A preliminary question is presented upon the motion to dismiss the appeal filed by the defendant in error upon the ground that the appeal has not been properly perfected in that Charity Dobbs and Sullivan Thorn, who were defendants in the court below, have not been made parties in the Supreme Court; service of summons in error and of case-made not having been had upon them. A. great many cases by this and other appellate courts are cited in support of the motion, but we do not believe that any of them are in point. In nearly all the numerous eases in this court, wherein appeals have been dismissed, for failure to join necessary parties plaintiff or defendant, the omitted parties have been *599 parties to a joint judgment which it is sought to reverse, or it was found they would be adversely affected by a reversal' of the judgment appealed from. Charity Dobbs' and Sullivan Thorn are not necessary parties because (1) no joint judgment has been rendered and no action was taken against them by the court below after service of summons upon them and their default, and because (2) the demurrer which was sustained by the court was the separate demurrer of the defendant Gidney, and the judgment of the court sustaining the same and dismissing the cause as to the demurrant left it pending and unaffected as to the other defendants. On the first proposition Outcalt v. Collier, 8 Okla. 473, 58 Pac. 642, is in point. In that case it was held that:

"Where a judgment is rendered against one of several defendants jointly and severally liable on a promissory note, and no action is taken as to the other defendants, but the cause left standing on the docket as to them, and the defendant against whom judgment is rendered appeals, the remaining defendants are not necessary parties to the appeal.”

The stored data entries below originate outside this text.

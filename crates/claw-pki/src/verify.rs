//! Certificate chain verification.
//!
//! [`ChainVerifier`] is a typestate machine:
//!
//! ```text
//! Start -> RootsLoaded -> CertSourced -> Verified
//!                                     \-> Err(Verification)
//! ```
//!
//! Each state is its own type, so a certificate cannot be verified before
//! roots are loaded and a result cannot exist without a sourced certificate.

use std::sync::Arc;

use chrono::{DateTime, Utc};
use rustls::pki_types::{CertificateDer, ServerName, TrustAnchor, UnixTime};
use serde::Serialize;
use tracing::{debug, info, warn};
use webpki::{anchor_from_trusted_cert, EndEntityCert, KeyUsage};
use x509_parser::prelude::{FromDer, X509Certificate};

use crate::clock::{Clock, SystemClock};
use crate::error::{Error, FailureReason, Result};
use crate::pem;
use crate::source::{CertificateSource, SourcedCertificate};
use crate::transport::Transport;

/// Trust roots, intermediates and the expected hostname of one verification.
#[derive(Debug, Clone)]
pub struct TrustContext {
    anchors: Vec<TrustAnchor<'static>>,
    root_ders: Vec<Vec<u8>>,
    intermediates: Vec<CertificateDer<'static>>,
    hostname: Option<String>,
}

impl TrustContext {
    /// Builds a root pool from every `CERTIFICATE` block in `text`.
    ///
    /// Blocks that do not parse as trust anchors are skipped with a warning.
    /// The intermediate pool starts empty.
    ///
    /// # Errors
    ///
    /// Returns [`Error::TrustStore`] if no block yields a trust anchor.
    pub fn from_pem(text: &str) -> Result<Self> {
        let blocks = pem::decode_all(text).map_err(|e| Error::TrustStore(e.to_string()))?;

        let mut anchors = Vec::new();
        let mut root_ders = Vec::new();
        for block in blocks {
            if block.label() != pem::CERTIFICATE {
                debug!(label = block.label(), "skipping non-certificate block");
                continue;
            }
            let der = CertificateDer::from(block.der());
            match anchor_from_trusted_cert(&der) {
                Ok(anchor) => {
                    anchors.push(anchor.to_owned());
                    root_ders.push(block.into_der());
                }
                Err(e) => warn!(error = ?e, "skipping unparsable CA certificate"),
            }
        }

        if anchors.is_empty() {
            return Err(Error::TrustStore(
                "no usable CA certificate found".into(),
            ));
        }
        debug!(roots = anchors.len(), "loaded trust roots");

        Ok(Self {
            anchors,
            root_ders,
            intermediates: Vec::new(),
            hostname: None,
        })
    }

    /// Number of trust roots.
    #[must_use]
    pub fn root_count(&self) -> usize {
        self.anchors.len()
    }

    /// Sets the hostname the leaf must be valid for.
    #[must_use]
    pub fn with_hostname(mut self, hostname: Option<String>) -> Self {
        self.hostname = hostname.filter(|h| !h.trim().is_empty());
        self
    }

    /// Returns the expected hostname.
    #[must_use]
    pub fn hostname(&self) -> Option<&str> {
        self.hostname.as_deref()
    }

    fn is_root(&self, der: &[u8]) -> bool {
        self.root_ders.iter().any(|root| root == der)
    }
}

/// Initial state.
#[derive(Debug, Clone, Copy)]
pub struct Start;

/// Roots are loaded.
#[derive(Debug, Clone)]
pub struct RootsLoaded {
    trust: TrustContext,
}

/// Roots are loaded and the certificate under test is in hand.
#[derive(Debug, Clone)]
pub struct CertSourced {
    trust: TrustContext,
    cert: SourcedCertificate,
}

/// Outcome of a successful verification.
#[derive(Debug, Clone, PartialEq, Eq, Serialize)]
pub struct Verified {
    /// File path or `host:port` of the verified certificate.
    pub origin: String,
    /// Subject of the leaf.
    pub subject: String,
    /// Hostname the leaf was checked against, if any.
    pub hostname: Option<String>,
    /// Certificates in the verified path, leaf and root included.
    pub path_length: usize,
    /// Whether the leaf is itself one of the trust roots.
    pub self_anchored: bool,
}

/// Verifies a certificate against trust roots; see the module docs.
#[derive(Debug, Clone)]
pub struct ChainVerifier<S> {
    state: S,
    clock: Arc<dyn Clock>,
}

impl Default for ChainVerifier<Start> {
    fn default() -> Self {
        Self::new()
    }
}

impl ChainVerifier<Start> {
    /// Creates a verifier reading the system clock.
    #[must_use]
    pub fn new() -> Self {
        Self::with_clock(Arc::new(SystemClock))
    }

    /// Creates a verifier reading the given clock.
    #[must_use]
    pub fn with_clock(clock: Arc<dyn Clock>) -> Self {
        Self {
            state: Start,
            clock,
        }
    }

    /// Loads trust roots from CA PEM text.
    ///
    /// # Errors
    ///
    /// Returns [`Error::TrustStore`] if no root can be loaded.
    pub fn load_roots(self, ca_pem: &str) -> Result<ChainVerifier<RootsLoaded>> {
        let trust = TrustContext::from_pem(ca_pem)?;
        Ok(self.with_trust(trust))
    }

    /// Uses an already built trust context.
    #[must_use]
    pub fn with_trust(self, trust: TrustContext) -> ChainVerifier<RootsLoaded> {
        ChainVerifier {
            state: RootsLoaded { trust },
            clock: self.clock,
        }
    }
}

impl ChainVerifier<RootsLoaded> {
    /// Requires the leaf to be valid for `hostname`.
    #[must_use]
    pub fn expect_hostname(mut self, hostname: Option<String>) -> Self {
        self.state.trust = self.state.trust.with_hostname(hostname);
        self
    }

    /// Returns the trust context.
    #[must_use]
    pub const fn trust(&self) -> &TrustContext {
        &self.state.trust
    }

    /// Fetches the certificate under test.
    ///
    /// Remote sources bind the verification to their host unless a hostname
    /// was already set.
    ///
    /// # Errors
    ///
    /// Returns the errors of [`CertificateSource::fetch`].
    pub fn source(
        self,
        source: &CertificateSource,
        transport: &dyn Transport,
    ) -> Result<ChainVerifier<CertSourced>> {
        let cert = source.fetch(transport)?;
        let mut verifier = self;
        if verifier.state.trust.hostname.is_none() {
            let implied = source.implied_hostname().map(String::from);
            verifier = verifier.expect_hostname(implied);
        }
        Ok(verifier.with_certificate(cert))
    }

    /// Uses an already sourced certificate.
    #[must_use]
    pub fn with_certificate(self, cert: SourcedCertificate) -> ChainVerifier<CertSourced> {
        debug!(origin = %cert.origin, "certificate sourced");
        ChainVerifier {
            state: CertSourced {
                trust: self.state.trust,
                cert,
            },
            clock: self.clock,
        }
    }
}

impl ChainVerifier<CertSourced> {
    /// Returns the sourced certificate.
    #[must_use]
    pub const fn certificate(&self) -> &SourcedCertificate {
        &self.state.cert
    }

    /// Builds a path to a trusted root and checks the hostname.
    ///
    /// # Errors
    ///
    /// Returns [`Error::Parse`] if the leaf is not a certificate and
    /// [`Error::Verification`] if no trusted path exists or the hostname
    /// does not match.
    pub fn verify(self) -> Result<Verified> {
        let CertSourced { trust, cert } = self.state;
        let now = self.clock.now();

        let leaf_der = CertificateDer::from(cert.leaf.as_slice());
        let leaf = EndEntityCert::try_from(&leaf_der)
            .map_err(|e| Error::Parse(format!("{}: invalid certificate: {e:?}", cert.origin)))?;

        let self_anchored = trust.is_root(&cert.leaf);
        let path_length = if self_anchored {
            check_validity_window(&cert.leaf, now)?;
            1
        } else {
            let intermediates: Vec<CertificateDer<'static>> = trust
                .intermediates
                .iter()
                .cloned()
                .chain(
                    cert.presented_chain
                        .iter()
                        .map(|der| CertificateDer::from(der.clone())),
                )
                .collect();

            let path = leaf
                .verify_for_usage(
                    webpki::ALL_VERIFICATION_ALGS,
                    &trust.anchors,
                    &intermediates,
                    unix_time(now),
                    KeyUsage::server_auth(),
                    None,
                    None,
                )
                .map_err(chain_error)?;
            path.intermediate_certificates().count() + 2
        };

        if let Some(hostname) = trust.hostname() {
            let name = ServerName::try_from(hostname).map_err(|e| Error::Verification {
                reason: FailureReason::NameMismatch,
                detail: format!("invalid hostname '{hostname}': {e}"),
            })?;
            leaf.verify_is_valid_for_subject_name(&name)
                .map_err(|e| Error::Verification {
                    reason: FailureReason::NameMismatch,
                    detail: format!("certificate is not valid for '{hostname}': {e:?}"),
                })?;
        }

        let subject = subject_of(&cert.leaf);
        info!(
            origin = %cert.origin,
            %subject,
            hostname = trust.hostname().unwrap_or("-"),
            self_anchored,
            "certificate verification succeeded"
        );
        Ok(Verified {
            origin: cert.origin,
            subject,
            hostname: trust.hostname,
            path_length,
            self_anchored,
        })
    }
}

fn unix_time(now: DateTime<Utc>) -> UnixTime {
    let secs = u64::try_from(now.timestamp()).unwrap_or_default();
    UnixTime::since_unix_epoch(std::time::Duration::from_secs(secs))
}

fn check_validity_window(der: &[u8], now: DateTime<Utc>) -> Result<()> {
    let (_, cert) = X509Certificate::from_der(der)
        .map_err(|e| Error::Parse(format!("invalid certificate: {e}")))?;
    let validity = cert.validity();
    let now = now.timestamp();

    if now < validity.not_before.timestamp() {
        return Err(Error::Verification {
            reason: FailureReason::NotYetValid,
            detail: format!("certificate is not valid before {}", validity.not_before),
        });
    }
    if now > validity.not_after.timestamp() {
        return Err(Error::Verification {
            reason: FailureReason::Expired,
            detail: format!("certificate expired at {}", validity.not_after),
        });
    }
    Ok(())
}

/// Classifies a path-building failure.
///
/// A signature that no candidate issuer key verifies means no trusted
/// authority signed the chain, even when a root carries the issuer's name.
fn chain_error(error: webpki::Error) -> Error {
    let reason = match &error {
        webpki::Error::CertExpired { .. } => FailureReason::Expired,
        webpki::Error::CertNotValidYet { .. } => FailureReason::NotYetValid,
        webpki::Error::UnknownIssuer
        | webpki::Error::InvalidSignatureForPublicKey { .. }
        | webpki::Error::UnsupportedSignatureAlgorithmForPublicKeyContext(_) => {
            FailureReason::UntrustedRoot
        }
        webpki::Error::CertNotValidForName { .. } => FailureReason::NameMismatch,
        webpki::Error::CaUsedAsEndEntity => FailureReason::CaUsedAsLeaf,
        _ => FailureReason::Other,
    };
    warn!(?error, %reason, "certificate chain rejected");
    Error::Verification {
        reason,
        detail: format!("{error:?}"),
    }
}

fn subject_of(der: &[u8]) -> String {
    X509Certificate::from_der(der)
        .map(|(_, cert)| cert.subject().to_string())
        .unwrap_or_default()
}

Anderson Glass Co. v. Brakeman, 20 Ind. App. 226, 47 N. E. 937; Halstead v. Olson et al., 5 Neb. (Unof.) 112, 97 N. W. 442; Eccles v. U. S. F. & G. Co., 72 Neb. 439, 100 N. W. 942; Washington v. Arnold, 167 Ala. 448, 52 South. 463; Cox v. Hardee, 135 Ga. 80, 68 S, E. 932; Dyal v. Hayes (Ark.) 12 S. W. 874; Byron v. Gunn, 111 Ga. 805, 35 S. E. 650 — sustain the second proposition.

In Dyal v. Hays, supra, it was held that:

“Where the separate demurrer of one of several defendants is sustained and the action dismissed it is dismissed as to him and left pending as to the defendants not demurring.”

That seems to be the situation in the case at bar. It follows that the motion to dismiss must be overruled.

The demurrer was sustained upon the grounds: (1) That no appeal was taken from the action of the court in receiving the probate of the will in common form, and therefore neither section 6523 of chapter 155, Mansf. Dig. of Ark., which provides for a retrial of the question of pro *600 bate by a nonresident who was proceeded against by order of appearance only, within three years, nor section 6525 of the same chapter, which provides that “if any person interested in the probate of any will shall appear within five years after the probate or rejection thereof, and, by petition to the circuit court of the county in which such will was established or rejected, pray to have any such will rejected, if previously established, or proven, if previously rejected by. the court of probate, it shall be the duty of the circuit court to direct an issue to try the validity of such will, which issue shall in all cases be tried by a jury” — was available to the plaintiff, and that said sections were unavailable for the further reason -that, under the construction of the Supreme Court of Arkansas, said sections were not “in force” in Arkansas on the 2d day of May, 1890, and therefore they were not embraced within the body of law which was extended to and put in force in the Indian Territory by the act of Congress of that date, entitled “An act to provide a temporary government for the territory of Oklahoma, to enlarge the jurisdiction of the United States Court in the Indian Territory, and for other purposes.” We cannot agree with the court below upon either proposition.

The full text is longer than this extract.